Beta decay breaks conservation of momentum? Just considering the decay of a free neutron, the change in rest mass, .732-ish MeV, leaves as kinetic energy of the electron and neutrino. Doesnt this break conservation of momentum since the neutron has no momentum? What am I missing, is there really a mass-energy-momentum conservation and momentum conservation on its own doesnt exist for beta decay?
In math, before = after, is
pn = pe + pp + pv
Or
E + p = sum of E + sum of p
Or something else?
 A: Energy and momentum are definitely conserved in beta decay. Note that free neutron decay is different from
nuclear beta decay where the original neutron is not free and is bound to a nucleus.

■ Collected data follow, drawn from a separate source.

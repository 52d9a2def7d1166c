//! Appeal records and their review state machine.
//!
//! ```text
//! pending ──► reviewed ──► approved
//!    │                 └──► rejected
//!    ├──────────────────► approved
//!    └──────────────────► rejected
//! ```
//!
//! `approved` and `rejected` are terminal. `reviewed` is an optional marker an
//! administrator may set before deciding.

use std::fmt;

use chrono::{DateTime, Utc};
use serde::{Deserialize, Serialize};

use crate::{
    error::{Result, TransitionKind, VigilError},
    types::{AdminId, AppealId, VisitorId},
};

/// Review status of an appeal.
#[derive(Debug, Clone, Copy, PartialEq, Eq, Hash, Serialize, Deserialize)]
#[serde(rename_all = "snake_case")]
pub enum AppealStatus {
    /// Submitted, awaiting an administrator.
    Pending,
    /// Looked at by an administrator, not yet decided.
    Reviewed,
    /// Ban reversal granted.
    Approved,
    /// Ban reversal refused.
    Rejected,
}

impl AppealStatus {
    /// Returns a stable lowercase label.
    #[must_use]
    pub const fn as_str(self) -> &'static str {
        match self {
            Self::Pending => "pending",
            Self::Reviewed => "reviewed",
            Self::Approved => "approved",
            Self::Rejected => "rejected",
        }
    }

    /// Returns true for `approved` and `rejected`.
    #[must_use]
    pub const fn is_terminal(self) -> bool {
        matches!(self, Self::Approved | Self::Rejected)
    }

    /// Whether the state machine permits moving from `self` to `next`.
    #[must_use]
    pub const fn can_transition_to(self, next: Self) -> bool {
        matches!(
            (self, next),
            (Self::Pending, Self::Reviewed)
                | (Self::Pending | Self::Reviewed, Self::Approved | Self::Rejected)
        )
    }
}

impl fmt::Display for AppealStatus {
    fn fmt(&self, f: &mut fmt::Formatter<'_>) -> fmt::Result {
        f.write_str(self.as_str())
    }
}

/// Terminal outcome an administrator may choose.
#[derive(Debug, Clone, Copy, PartialEq, Eq, Serialize, Deserialize)]
#[serde(rename_all = "snake_case")]
pub enum AppealDecision {
    /// Grant the appeal and lift the ban.
    Approved,
    /// Refuse the appeal.
    Rejected,
}

impl From<AppealDecision> for AppealStatus {
    fn from(decision: AppealDecision) -> Self {
        match decision {
            AppealDecision::Approved => Self::Approved,
            AppealDecision::Rejected => Self::Rejected,
        }
    }
}

/// A visitor-submitted request to reverse a ban.
#[derive(Debug, Clone, PartialEq, Eq, Serialize, Deserialize)]
pub struct Appeal {
    /// Appeal id.
    pub id: AppealId,
    /// Visitor the appeal is about.
    pub visitor_id: VisitorId,
    /// Appellant name.
    pub name: String,
    /// Appellant contact address.
    pub email: String,
    /// Short subject line.
    pub subject: String,
    /// Appeal body.
    pub message: String,
    /// Ban reason as shown to the visitor at submission time.
    #[serde(default)]
    pub original_ban_reason: Option<String>,
    /// Submission time.
    pub submitted_at: DateTime<Utc>,
    /// Current review status.
    pub status: AppealStatus,
    /// When the appeal last left `pending` or was decided.
    #[serde(default)]
    pub reviewed_at: Option<DateTime<Utc>>,
    /// Administrator who reviewed or decided.
    #[serde(default)]
    pub reviewed_by: Option<AdminId>,
    /// Reviewer notes.
    #[serde(default)]
    pub review_notes: Option<String>,
}

impl Appeal {
    /// Sets the optional `reviewed` marker.
    ///
    /// # Errors
    ///
    /// Returns [`VigilError::InvalidTransition`] unless the appeal is pending.
    pub fn mark_reviewed(
        &mut self,
        reviewer: &str,
        notes: Option<String>,
        now: DateTime<Utc>,
    ) -> Result<()> {
        if !self.status.can_transition_to(AppealStatus::Reviewed) {
            return Err(VigilError::InvalidTransition {
                id: self.id.to_string(),
                kind: TransitionKind::AppealNotPending,
                current: self.status.to_string(),
            });
        }
        self.status = AppealStatus::Reviewed;
        self.stamp_review(reviewer, notes, now);
        Ok(())
    }

    /// Records a terminal decision.
    ///
    /// # Errors
    ///
    /// Returns [`VigilError::InvalidTransition`] if the appeal is already terminal.
    pub fn decide(
        &mut self,
        decision: AppealDecision,
        reviewer: &str,
        notes: Option<String>,
        now: DateTime<Utc>,
    ) -> Result<()> {
        let next = AppealStatus::from(decision);
        if !self.status.can_transition_to(next) {
            return Err(VigilError::InvalidTransition {
                id: self.id.to_string(),
                kind: TransitionKind::AppealFinalized,
                current: self.status.to_string(),
            });
        }
        self.status = next;
        self.stamp_review(reviewer, notes, now);
        Ok(())
    }

    fn stamp_review(&mut self, reviewer: &str, notes: Option<String>, now: DateTime<Utc>) {
        self.reviewed_at = Some(now);
        self.reviewed_by = Some(reviewer.to_string());
        // A decision without notes keeps the notes left by an earlier review.
        if notes.is_some() {
            self.review_notes = notes;
        }
    }
}

/// Appeal counts computed from one consistent snapshot.
#[derive(Debug, Clone, Copy, Default, PartialEq, Eq, Serialize, Deserialize)]
pub struct AppealStats {
    /// All appeals.
    pub total: usize,
    /// Appeals awaiting review.
    pub pending: usize,
    /// Appeals marked reviewed.
    pub reviewed: usize,
    /// Approved appeals.
    pub approved: usize,
    /// Rejected appeals.
    pub rejected: usize,
}

impl AppealStats {
    /// Counts one appeal.
    pub fn record(&mut self, status: AppealStatus) {
        self.total += 1;
        match status {
            AppealStatus::Pending => self.pending += 1,
            AppealStatus::Reviewed => self.reviewed += 1,
            AppealStatus::Approved => self.approved += 1,
            AppealStatus::Rejected => self.rejected += 1,
        }
    }
}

Also, in the decay $$n\rightarrow p+e^-+\bar\nu$$ the kinetic energy of the resulting proton and nucleus (in the beta-decay version) must also be taken into account and not just the "kinetic energy of the electron and neutrino". You'll find that energy and momentum are conserved (in either case).

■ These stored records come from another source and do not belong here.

//! Graceful shutdown handling.

use tokio::{signal, task::JoinHandle};
use tokio_util::sync::CancellationToken;

/// Waits for a shutdown signal (Ctrl-C or SIGTERM).
///
/// On Unix, SIGTERM is handled too for container environments. A handler
/// that cannot be installed is logged and never fires.
pub async fn shutdown_signal() {
    let ctrl_c = async {
        if let Err(err) = signal::ctrl_c().await {
            tracing::error!(error = %err, "failed to install Ctrl+C handler");
            std::future::pending::<()>().await;
        }
    };

    #[cfg(unix)]
    let terminate = async {
        match signal::unix::signal(signal::unix::SignalKind::terminate()) {
            Ok(mut stream) => {
                stream.recv().await;
            },
            Err(err) => {
                tracing::error!(error = %err, "failed to install SIGTERM handler");
                std::future::pending::<()>().await;
            },
        }
    };

    #[cfg(not(unix))]
    let terminate = std::future::pending::<()>();

    tokio::select! {
        () = ctrl_c => {
            tracing::info!("Received Ctrl+C, initiating shutdown");
        }
        () = terminate => {
            tracing::info!("Received SIGTERM, initiating shutdown");
        }
    }
}

/// Cancels `token` when a shutdown signal arrives.
pub fn cancel_on_signal(token: CancellationToken) -> JoinHandle<()> {
    tokio::spawn(async move {
        tokio::select! {
            () = shutdown_signal() => token.cancel(),
            () = token.cancelled() => {}
        }
    })
}

#[cfg(test)]
#[allow(clippy::unwrap_used, clippy::expect_used)]
mod tests {
    use std::time::Duration;

    use super::*;

    #[tokio::test]
    async fn test_listener_exits_when_token_cancelled_elsewhere() {
        let token = CancellationToken::new();
        let listener = cancel_on_signal(token.clone());

        token.cancel();
        let result = tokio::time::timeout(Duration::from_secs(1), listener).await;
        assert!(result.is_ok(), "listener should stop once the token is cancelled");
    }
}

A: Edit after the question was edited to include the proton in the decay products
Momentum is a vector quantity and the four vector algebra has to be used when discussing decays and conservation laws at particle level. The equation for the momentum is
$P_xn=p_xp+p_xν+p_xe$
$P_yn=p_yp+p_yν+p_ye$
$P_zn=p_zp+p_zν+p_ze$
If in the center of mass of the neutron, when P is equal to zero, conservation requires for the sum to be zero.
and for energy
En=Ep+Eν+Ee
Where E is the total energy in the system, all to be computed with the four vector algebra  representing the particles . The "length" of the four vector is the invariant mass of the particle it represents.